Joan Tower (born September 6, 1938)  is a Grammy-winning contemporary American composer, concert pianist and conductor. Lauded by The New Yorker as "one of the most successful woman composers of all time", her bold and energetic compositions have been performed in concert halls around the world. After gaining recognition for her first orchestral composition, Sequoia (1981), a tone poem which structurally depicts a giant tree from trunk to needles, she has gone on to compose a variety of instrumental works including Fanfare for the Uncommon Woman, which is something of a response to Aaron Copland's Fanfare for the Common Man, the Island Prelude, five string quartets, and an assortment of other tone poems. Tower was pianist and founding member of the Naumburg Award-winning Da Capo Chamber Players, which commissioned and premiered many of her early works, including her widely performed Petroushskates.

Life and career
Born in New Rochelle, New York, in 1938, Tower moved to Bolivia when she was nine years old, an experience which she credits for making rhythm an integral part of her work. For the next decade Tower's talent in music, particularly on the piano, grew rapidly due to her father's insistence that she benefit from consistent musical training. Tower's relationship with her mineralogist father is visible in many aspects of her work, most specifically her "mineral works" including Black Topaz (1976) and Silver Ladders (1986). She returned to the United States as a young woman to study music, first at Bennington College and then at Columbia University where she studied under Otto Luening, Jack Beeson, and Vladimir Ussachevsky and was awarded her doctorate in composition in 1968.

In 1969 Tower, along with violinist Joel Lester and flautist Patricia Spencer, founded the New York-based Da Capo Chamber Players where she served as the group's pianist. Throughout the late 1970s and early 1980s Tower wrote a number of successful works for the Da Capo Players, including Platinum Spirals (1976), Amazon I (1977) and Wings (1981). Though the group won several awards in its early years, including the Naumburg Award in 1973, Tower left the group in 1984, buoyed by the immediate success of her first orchestral composition, Sequoia (1981).
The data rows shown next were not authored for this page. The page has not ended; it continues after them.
//! Tests for the in-memory tag tree

use nbt_tree::{Error, NbtValue, Tag, TagKind};

fn sample() -> Tag {
    let root = Tag::named_compound("root");
    root.add(Tag::named("byte", 7u8)).unwrap();
    root.add(Tag::named("int", 42)).unwrap();
    root.add(Tag::named("text", "hello")).unwrap();
    let list = Tag::named_list("list", Some(TagKind::Short));
    list.add(Tag::new(1i16)).unwrap();
    list.add(Tag::new(2i16)).unwrap();
    root.add(list).unwrap();
    let inner = Tag::named_compound("inner");
    inner.add(Tag::named("longs", vec![1i64, 2, 3])).unwrap();
    root.add(inner).unwrap();
    root
}

#[test]
fn test_add_sets_parent() {
    let root = Tag::named_compound("root");
    let child = Tag::named("x", 3);
    root.add(child.clone()).unwrap();
    let stored = root.get("x").unwrap().unwrap();
    assert!(stored.parent().unwrap().ptr_eq(&root));
    assert_eq!(stored.int_value().unwrap(), 3);
}

#[test]
fn test_add_parented_tag_fails_and_leaves_both_unchanged() {
    let first = Tag::named_compound("a");
    let second = Tag::named_compound("b");
    first.add(Tag::named("x", 1)).unwrap();
    let child = first.get("x").unwrap().unwrap();

    let err = second.add(child.clone()).unwrap_err();
    assert!(matches!(err, Error::Argument(_)));
    assert_eq!(first.count(), 1);
    assert_eq!(second.count(), 0);
    assert!(child.parent().unwrap().ptr_eq(&first));
}

#[test]
fn test_compound_rejects_duplicate_names() {
    let root = Tag::named_compound("root");
    root.add(Tag::named("x", 1)).unwrap();
    let err = root.add(Tag::named("x", 2)).unwrap_err();
    assert!(matches!(err, Error::Argument(_)));
    assert_eq!(root.count(), 1);
    assert_eq!(root.get("x").unwrap().unwrap().int_value().unwrap(), 1);
}

#[test]
fn test_compound_rejects_unnamed_tags() {
    let root = Tag::compound();
    assert!(matches!(root.add(Tag::new(1)), Err(Error::Argument(_))));
}

#[test]
fn test_list_homogeneity() {
    let list = Tag::list(None);
    list.add(Tag::new(1)).unwrap();
    let err = list.add(Tag::new("")).unwrap_err();
    assert!(matches!(err, Error::Argument(_)));
    assert_eq!(list.list_kind().unwrap(), Some(TagKind::Int));
    assert_eq!(list.count(), 1);
}

#[test]
fn test_list_rejects_named_tags() {
    let list = Tag::list(Some(TagKind::Int));
    assert!(list.add(Tag::named("x", 1)).is_err());
    assert!(list.is_empty());
}

#[test]
fn test_end_typed_empty_list_adopts_first_kind() {
    let list = Tag::named_list("l", Some(TagKind::End));
    list.add(Tag::new(1.5f32)).unwrap();
    assert_eq!(list.list_kind().unwrap(), Some(TagKind::Float));
}

#[test]
fn test_self_containment_rejected() {
    let compound = Tag::named_compound("c");
    compound.add(Tag::named("probe", 0)).unwrap();
    let same = compound.get("probe").unwrap().unwrap().parent().unwrap();
    assert!(same.ptr_eq(&compound));
    assert!(matches!(compound.add(same), Err(Error::Argument(_))));
    assert_eq!(compound.count(), 1);

    let list = Tag::list(None);
    list.add(Tag::new(1)).unwrap();
    let same = list.get(0).unwrap().unwrap().parent().unwrap();
    assert!(matches!(list.add(same), Err(Error::Argument(_))));
    assert_eq!(list.count(), 1);
}

#[test]
fn test_ancestor_cannot_move_below_descendant() {
    let root = Tag::named_compound("root");
    let child = Tag::named_compound("child");
    root.add(child).unwrap();
    let child = root.get("child").unwrap().unwrap();
    let grandchild = Tag::named_compound("grandchild");
    child.add(grandchild).unwrap();
    let grandchild = child.get("grandchild").unwrap().unwrap();

    let root_again = child.parent().unwrap();
    let err = grandchild.add(root_again).unwrap_err();
    assert!(matches!(err, Error::Argument(_)));
    assert_eq!(grandchild.count(), 0);
}

#[test]
fn test_indexer_mismatch_is_invalid_operation() {
    let root = sample();
    assert!(matches!(root.get(0), Err(Error::InvalidOperation(_))));
    let list = root.get("list").unwrap().unwrap();
    assert!(matches!(list.get("x"), Err(Error::InvalidOperation(_))));
    assert!(matches!(list.get(5), Err(Error::Argument(_))));
    let int = root.get("int").unwrap().unwrap();
    assert!(matches!(int.get(0), Err(Error::InvalidOperation(_))));
}

#[test]
fn test_set_replaces_and_detaches() {
    let root = Tag::named_compound("root");
    root.add(Tag::named("x", 1)).unwrap();
    let old = root.get("x").unwrap().unwrap();
    root.set("x", Tag::named("x", 2)).unwrap();
    assert!(old.parent().is_none());
    assert_eq!(root.get("x").unwrap().unwrap().int_value().unwrap(), 2);

    assert!(matches!(
        root.set("y", Tag::named("z", 3)),
        Err(Error::Argument(_))
    ));
}

#[test]
fn test_list_set_checks_kind() {
    let list = Tag::list(Some(TagKind::Int));
    list.add(Tag::new(1)).unwrap();
    assert!(list.set(0, Tag::new("no")).is_err());
    list.set(0, Tag::new(9)).unwrap();
    assert_eq!(list.get(0).unwrap().unwrap().int_value().unwrap(), 9);
}

#[test]
fn test_rename_rekeys_compound() {
    let root = Tag::named_compound("root");
    root.add(Tag::named("a", 1)).unwrap();
    root.add(Tag::named("b", 2)).unwrap();
    let a = root.get("a").unwrap().unwrap();

    assert!(matches!(a.set_name(Some("b")), Err(Error::Argument(_))));
    assert!(matches!(a.set_name(None), Err(Error::Argument(_))));

    a.set_name(Some("c")).unwrap();
    assert!(!root.contains("a").unwrap());
    assert!(root.get("c").unwrap().unwrap().ptr_eq(&a));
}

#[test]
fn test_remove_and_clear_detach_children() {
    let root = sample();
    let int = root.get("int").unwrap().unwrap();
    let removed = root.remove("int").unwrap().unwrap();
    assert!(removed.ptr_eq(&int));
    assert!(int.parent().is_none());
    assert!(root.remove("int").unwrap().is_none());

    let list = root.get("list").unwrap().unwrap();
    let first = list.get(0).unwrap().unwrap();
    assert!(list.remove_tag(&first).unwrap());
    assert_eq!(list.count(), 1);

    list.clear().unwrap();
    assert!(list.is_empty());
    assert_eq!(list.list_kind().unwrap(), Some(TagKind::Short));
}

#[test]
fn test_list_insert_and_index_of() {
    let list = Tag::list(Some(TagKind::Int));
    list.add(Tag::new(1)).unwrap();
    list.add(Tag::new(3)).unwrap();
    list.insert(1, Tag::new(2)).unwrap();
    let values: Vec<i32> = list
        .children()
        .iter()
        .map(|tag| tag.int_value().unwrap())
        .collect();
    assert_eq!(values, [1, 2, 3]);

    let second = list.get(1).unwrap().unwrap();
    assert_eq!(list.index_of(&second).unwrap(), Some(1));
    assert!(list.insert(9, Tag::new(4)).is_err());
    let removed = list.remove_at(0).unwrap();
    assert_eq!(removed.int_value().unwrap(), 1);
}

#[test]
fn test_set_list_kind_on_non_empty_list() {
    let list = Tag::list(None);
    list.add(Tag::new(1)).unwrap();
    assert!(list.set_list_kind(Some(TagKind::Long)).is_err());
    list.set_list_kind(Some(TagKind::Int)).unwrap();
    list.clear().unwrap();
    list.set_list_kind(None).unwrap();
    assert_eq!(list.list_kind().unwrap(), None);
}

#[test]
fn test_typed_accessors_widen() {
    let byte = Tag::new(200u8);
    assert_eq!(byte.byte_value().unwrap(), 200);
    assert_eq!(byte.int_value().unwrap(), 200);
    assert_eq!(byte.double_value().unwrap(), 200.0);
    assert_eq!(byte.string_value().unwrap(), "200");

    let long = Tag::new(5i64);
    assert!(matches!(
        long.int_value(),
        Err(Error::InvalidCast { from: TagKind::Long, .. })
    ));
    assert_eq!(long.float_value().unwrap(), 5.0);

    let text = Tag::new("abc");
    assert!(text.int_value().is_err());
    assert_eq!(text.string_value().unwrap(), "abc");

    let compound = Tag::compound();
    assert!(matches!(
        compound.int_value(),
        Err(Error::InvalidCast { from: TagKind::Compound, .. })
    ));
}

#[test]
fn test_set_value_keeps_kind() {
    let tag = Tag::named("x", 1);
    tag.set_value(5).unwrap();
    assert_eq!(tag.int_value().unwrap(), 5);
    assert!(matches!(tag.set_value("five"), Err(Error::Argument(_))));
    assert_eq!(tag.value(), Some(NbtValue::Int(5)));
}

#[test]
fn test_empty_tags() {
    assert!(matches!(Tag::empty(TagKind::End), Err(Error::Argument(_))));
    assert_eq!(Tag::empty(TagKind::Int).unwrap().int_value().unwrap(), 0);
    assert_eq!(Tag::empty(TagKind::String).unwrap().string_value().unwrap(), "");
    assert!(Tag::empty(TagKind::LongArray).unwrap().long_array().unwrap().is_empty());
    assert_eq!(Tag::empty(TagKind::List).unwrap().list_kind().unwrap(), None);
    assert_eq!(Tag::empty(TagKind::Compound).unwrap().count(), 0);
}

#[test]
fn test_array_counts() {
    assert_eq!(Tag::new(vec![1u8, 2, 3]).count(), 3);
    assert_eq!(Tag::new(vec![1i32, 2]).count(), 2);
    assert_eq!(Tag::new(vec![1i64]).count(), 1);
    assert_eq!(Tag::new(1).count(), 0);
}

#[test]
fn test_clone_is_deep_and_detached() {
    let root = sample();
    let inner = root.get("inner").unwrap().unwrap();
    let copy = inner.clone();
    assert!(copy.parent().is_none());
    assert_eq!(copy, inner);
    assert!(!copy.ptr_eq(&inner));

    let copied_child = copy.get("longs").unwrap().unwrap();
    assert!(copied_child.parent().unwrap().ptr_eq(&copy));
    copied_child.set_value(vec![9i64]).unwrap();
    assert_eq!(
        inner.get("longs").unwrap().unwrap().long_array().unwrap(),
        [1, 2, 3]
    );
    assert_ne!(copy, inner);
}

#[test]
fn test_equality_is_structural() {
    assert_eq!(sample(), sample());
    let other = sample();
    other.get("int").unwrap().unwrap().set_value(43).unwrap();
    assert_ne!(sample(), other);
    assert_ne!(Tag::named("a", 1), Tag::named("b", 1));
}

#[test]
fn test_path() {
    let root = sample();
    let short = root.get("list").unwrap().unwrap().get(1).unwrap().unwrap();
    assert_eq!(short.path(), "root.list[1]");
    let longs = root.get("inner").unwrap().unwrap().get("longs").unwrap().unwrap();
    assert_eq!(longs.path(), "root.inner.longs");
    assert_eq!(Tag::new(1).path(), "");
}

#[test]
fn test_names_and_contains() {
    let root = sample();
    let mut names = root.names().unwrap();
    names.sort();
    assert_eq!(names, ["byte", "inner", "int", "list", "text"]);
    assert!(root.contains("text").unwrap());
    assert!(root.get("list").unwrap().unwrap().contains("x").is_err());
}

#[test]
fn test_display() {
    let root = Tag::named_compound("root");
    root.add(Tag::named("x", 3)).unwrap();
    let list = Tag::named_list("l", Some(TagKind::String));
    list.add(Tag::new("a")).unwrap();
    root.add(list).unwrap();

    let expected = "TAG_Compound(\"root\"): 2 entries {\n  \
                    TAG_List(\"l\"): 1 entries of TAG_String {\n    \
                    TAG_String: \"a\"\n  \
                    }\n  \
                    TAG_Int(\"x\"): 3\n\
                    }";
    assert_eq!(root.to_string(), expected);
    assert!(root.to_string_indented("\t").contains("\n\tTAG_Int(\"x\"): 3"));
}

#[test]
fn test_add_all_stops_at_first_failure() {
    let root = Tag::named_compound("root");
    let result = root.add_all([Tag::named("a", 1), Tag::new(2), Tag::named("c", 3)]);
    assert!(result.is_err());
    assert_eq!(root.count(), 1);
}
In 1972 Tower accepted a faculty position at Bard College in composition, a post she continues to hold today. Tower received a Guggenheim fellowship in 1976.

In 1985, a year after leaving the Da Capo Players, Tower accepted a position at the St. Louis Symphony Orchestra where she was a composer-in-residence until 1988.

Tower became the first woman recipient of the Grawemeyer Award for Music in 1990 for her composition Silver Ladders. In 1993, under commission from the Milwaukee Ballet, Tower composed Stepping Stones, a selection from which she would go on to conduct at the White House. Other compositions from the 1990s include the third Fanfare for the Uncommon Woman, several piano concertos (notably 1996's Rapids (Piano Concerto no. 2) and Tambor (1998) written for the Pittsburgh Symphony Orchestra. In 1999 Tower accepted a position as composer-in-residence with the Orchestra of St. Luke's and in 1998 she won the Delaware Symphony's prestigious Alfred I. DuPont Award for Distinguished American Composer.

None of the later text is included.